__EXTRACTED ENTRIES__.
--- START ---

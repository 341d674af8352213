//! Cairn DNS Server
//!
//! Serves zones from a configuration file over UDP and TCP, streams them
//! to authorized secondaries with AXFR and notifies secondaries when they
//! change.

use anyhow::{Context, Result};
use cairn::{build_store, handler_config, server_config, sync_zones, Store};
use cairn_config::{Config, ConfigHolder};
use cairn_metrics::prometheus::{init_prometheus, PrometheusConfig};
use cairn_metrics::tracing_setup::{init_tracing, LogConfig};
use cairn_proto::Name;
use cairn_server::{notify_zone, AuthoritativeHandler, DnsServer, MeteredHandler, Notifier};
use clap::{Parser, Subcommand};
use console::style;
use std::net::SocketAddr;
use std::path::PathBuf;
use std::sync::Arc;
use tokio::signal;
use tracing::{error, info, warn, Level};

/// Cairn - authoritative DNS with zone transfers
#[derive(Parser, Debug)]
#[command(name = "cairn")]
#[command(author, version, about, long_about = None)]
#[command(propagate_version = true)]
struct Cli {
    /// Configuration file path
    #[arg(short, long, global = true, value_name = "FILE", env = "CAIRN_CONFIG")]
    config: Option<PathBuf>,

    /// Log level (trace, debug, info, warn, error)
    #[arg(short = 'l', long, global = true, value_name = "LEVEL")]
    log_level: Option<String>,

    /// Quiet mode (errors only)
    #[arg(short, long, global = true)]
    quiet: bool,

    #[command(subcommand)]
    command: Option<Commands>,
}

#[derive(Subcommand, Debug)]
enum Commands {
    /// Start the DNS server (default)
    Run {
        /// Serve Prometheus metrics on this address
        #[arg(long, value_name = "ADDR", env = "CAIRN_METRICS_LISTEN")]
        metrics_listen: Option<SocketAddr>,
    },

    /// Validate configuration file
    Validate {
        /// Show detailed validation output
        #[arg(short, long)]
        verbose: bool,
    },

    /// Show version information
    Version,
}

/// Find the configuration file in standard locations
fn find_config_file(explicit_path: Option<PathBuf>) -> Option<PathBuf> {
    if let Some(path) = explicit_path {
        return Some(path);
    }

    let mut search_paths = vec![
        PathBuf::from("./cairn.yaml"),
        PathBuf::from("./cairn.yml"),
        PathBuf::from("/etc/cairn/cairn.yaml"),
    ];
    if let Some(dir) = dirs::config_dir() {
        search_paths.push(dir.join("cairn/cairn.yaml"));
    }

    search_paths.into_iter().find(|path| path.exists())
}

/// Initialize logging from the config, with CLI overrides
fn init_logging(config: &Config, cli_level: Option<&str>, quiet: bool) -> Result<()> {
    let level = cli_level.unwrap_or(&config.logging.level);
    let mut log_config = LogConfig::parse(level, &config.logging.format)
        .map_err(anyhow::Error::msg)
        .context("invalid logging settings")?;
    if quiet {
        log_config.level = Level::ERROR;
    }

    init_tracing(&log_config).context("failed to install tracing subscriber")
}

fn print_banner(config: &Config, quiet: bool) {
    if quiet {
        return;
    }

    println!();
    println!(
        "  {} {}",
        style("Cairn DNS Server").cyan().bold(),
        style(format!("v{}", env!("CARGO_PKG_VERSION"))).dim()
    );
    println!();
    println!("  {} {}", style("Server:").green(), config.server.name);
    println!(
        "  {} UDP({}), TCP({})",
        style("Listeners:").green(),
        config.listeners.udp.len(),
        config.listeners.tcp.len()
    );
    println!("  {} {}", style("Zones:").green(), config.zones.len());
    println!();
}

/// Notifies the secondaries of every zone in `zones`.
async fn notify_all(notifier: &Notifier, store: &Store, zones: &[Name]) {
    for zone in zones {
        let report = notify_zone(notifier, store, zone).await;
        if report.failed() > 0 {
            warn!(
                zone = %zone,
                acknowledged = report.acknowledged(),
                failed = report.failed(),
                "some secondaries did not acknowledge NOTIFY"
            );
        }
    }
}

/// Reloads zones on SIGHUP and notifies their secondaries.
#[cfg(unix)]
fn spawn_reload(holder: Arc<ConfigHolder>, store: Arc<Store>) -> Result<()> {
    let mut sighup = signal::unix::signal(signal::unix::SignalKind::hangup())
        .context("failed to install SIGHUP handler")?;

    tokio::spawn(async move {
        while sighup.recv().await.is_some() {
            info!("received SIGHUP, reloading zones");
            if let Err(e) = holder.reload() {
                error!(error = %e, "configuration reload failed, keeping current zones");
                continue;
            }

            let config = holder.get();
            match sync_zones(&store, &config.zones).await {
                Ok(zones) => {
                    let notifier = Notifier::new(config.notify.timeout());
                    notify_all(&notifier, &store, &zones).await;
                }
                Err(e) => error!(error = %e, "zone reload failed"),
            }
        }
    });
    Ok(())
}

async fn run_server(holder: Arc<ConfigHolder>, metrics_listen: Option<SocketAddr>) -> Result<()> {
    let config = holder.get();

    if let Some(listen) = metrics_listen {
        init_prometheus(&PrometheusConfig { listen })?;
    }

    let store = Arc::new(build_store(&config)?);
    let zones = sync_zones(&store, &config.zones)
        .await
        .context("failed to load zones")?;

    if config.notify.on_startup {
        let notifier = Notifier::new(config.notify.timeout());
        notify_all(&notifier, &store, &zones).await;
    }

    let handler = MeteredHandler::new(AuthoritativeHandler::new(
        store.clone(),
        handler_config(&config),
    ));
    let server = DnsServer::new(server_config(&config), Arc::new(handler));

    #[cfg(unix)]
    spawn_reload(holder.clone(), store.clone())?;

    for addr in &config.listeners.udp {
        info!(address = %addr, protocol = "UDP", "Listening");
    }
    for addr in &config.listeners.tcp {
        info!(address = %addr, protocol = "TCP", "Listening");
    }
    info!(zones = zones.len(), "Cairn DNS server started");

    tokio::select! {
        result = server.run() => {
            if let Err(e) = result {
                error!(error = %e, "Server error");
                return Err(e.into());
            }
        }
        _ = signal::ctrl_c() => {
            info!("Shutdown signal received");
        }
    }

    server.shutdown();
    info!("Cairn DNS server stopped");
    Ok(())
}

/// Validate configuration file
fn validate_config(path: Option<PathBuf>, verbose: bool) -> Result<()> {
    let config_path = find_config_file(path).context("No configuration file found")?;

    println!("Validating configuration: {}", config_path.display());

    let config = Config::from_file(&config_path).with_context(|| {
        format!(
            "Failed to load configuration from {}",
            config_path.display()
        )
    })?;

    if verbose {
        println!("\n{}", style("Configuration loaded:").green().bold());
        println!("  Server name: {}", config.server.name);
        println!("  UDP listeners: {}", config.listeners.udp.len());
        println!("  TCP listeners: {}", config.listeners.tcp.len());
        println!("  Primary NS: {}", config.store.ns_domain);
        for zone in &config.zones {
            println!(
                "  Zone {}: {} records, {} transfer networks, {} secondaries",
                zone.name,
                zone.records.len(),
                zone.allow_transfer.len(),
                zone.notify.len()
            );
        }
    }

    config.validate().context("Configuration validation failed")?;

    println!("{}", style("Configuration is valid!").green().bold());
    Ok(())
}

fn print_version() {
    println!("{} {}", env!("CARGO_PKG_NAME"), env!("CARGO_PKG_VERSION"));
}

#[tokio::main]
async fn main() -> Result<()> {
    let cli = Cli::parse();

    let metrics_listen = match cli.command {
        Some(Commands::Version) => {
            print_version();
            return Ok(());
        }
        Some(Commands::Validate { verbose }) => return validate_config(cli.config, verbose),
        Some(Commands::Run { metrics_listen }) => metrics_listen,
        None => None,
    };

    let holder = match find_config_file(cli.config) {
        Some(path) => ConfigHolder::from_file(&path)
            .with_context(|| format!("Failed to load configuration from {}", path.display()))?,
        None => {
            if !cli.quiet {
                eprintln!(
                    "{}",
                    style("No configuration file found, using defaults").yellow()
                );
            }
            ConfigHolder::new(Config::default())
        }
    };

    let config = holder.get();
    config.validate().context("Invalid configuration")?;
    init_logging(&config, cli.log_level.as_deref(), cli.quiet)?;
    print_banner(&config, cli.quiet);

    run_server(Arc::new(holder), metrics_listen).await
}

#[cfg(test)]
mod tests {
    use super::*;

    #[test]
    fn test_cli_parsing() {
        let cli = Cli::try_parse_from(["cairn"]).unwrap();
        assert!(cli.config.is_none());
        assert!(!cli.quiet);
        assert!(cli.command.is_none());

        let cli = Cli::try_parse_from(["cairn", "-c", "/etc/cairn/cairn.yaml", "-q"]).unwrap();
        assert_eq!(cli.config, Some(PathBuf::from("/etc/cairn/cairn.yaml")));
        assert!(cli.quiet);

        let cli = Cli::try_parse_from(["cairn", "validate", "--verbose"]).unwrap();
        assert!(matches!(
            cli.command,
            Some(Commands::Validate { verbose: true })
        ));

        let cli = Cli::try_parse_from(["cairn", "run", "--metrics-listen", "127.0.0.1:9153"])
            .unwrap();
        assert!(matches!(
            cli.command,
            Some(Commands::Run { metrics_listen: Some(addr) }) if addr.port() == 9153
        ));
    }

    #[test]
    fn test_explicit_config_path_wins() {
        let path = PathBuf::from("/nonexistent/cairn.yaml");
        assert_eq!(find_config_file(Some(path.clone())), Some(path));
    }
}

--- END ---

__YOUR GOAL__.
Once the line with "print_version();" is found in the records above, print exactly that line and every line after it through the line with "let holder = match".

__OUTPUT FOR THIS TASK__.
            print_version();
            return Ok(());
        }
        Some(Commands::Validate { verbose }) => return validate_config(cli.config, verbose),
        Some(Commands::Run { metrics_listen }) => metrics_listen,
        None => None,
    };

    let holder = match find_config_file(cli.config) {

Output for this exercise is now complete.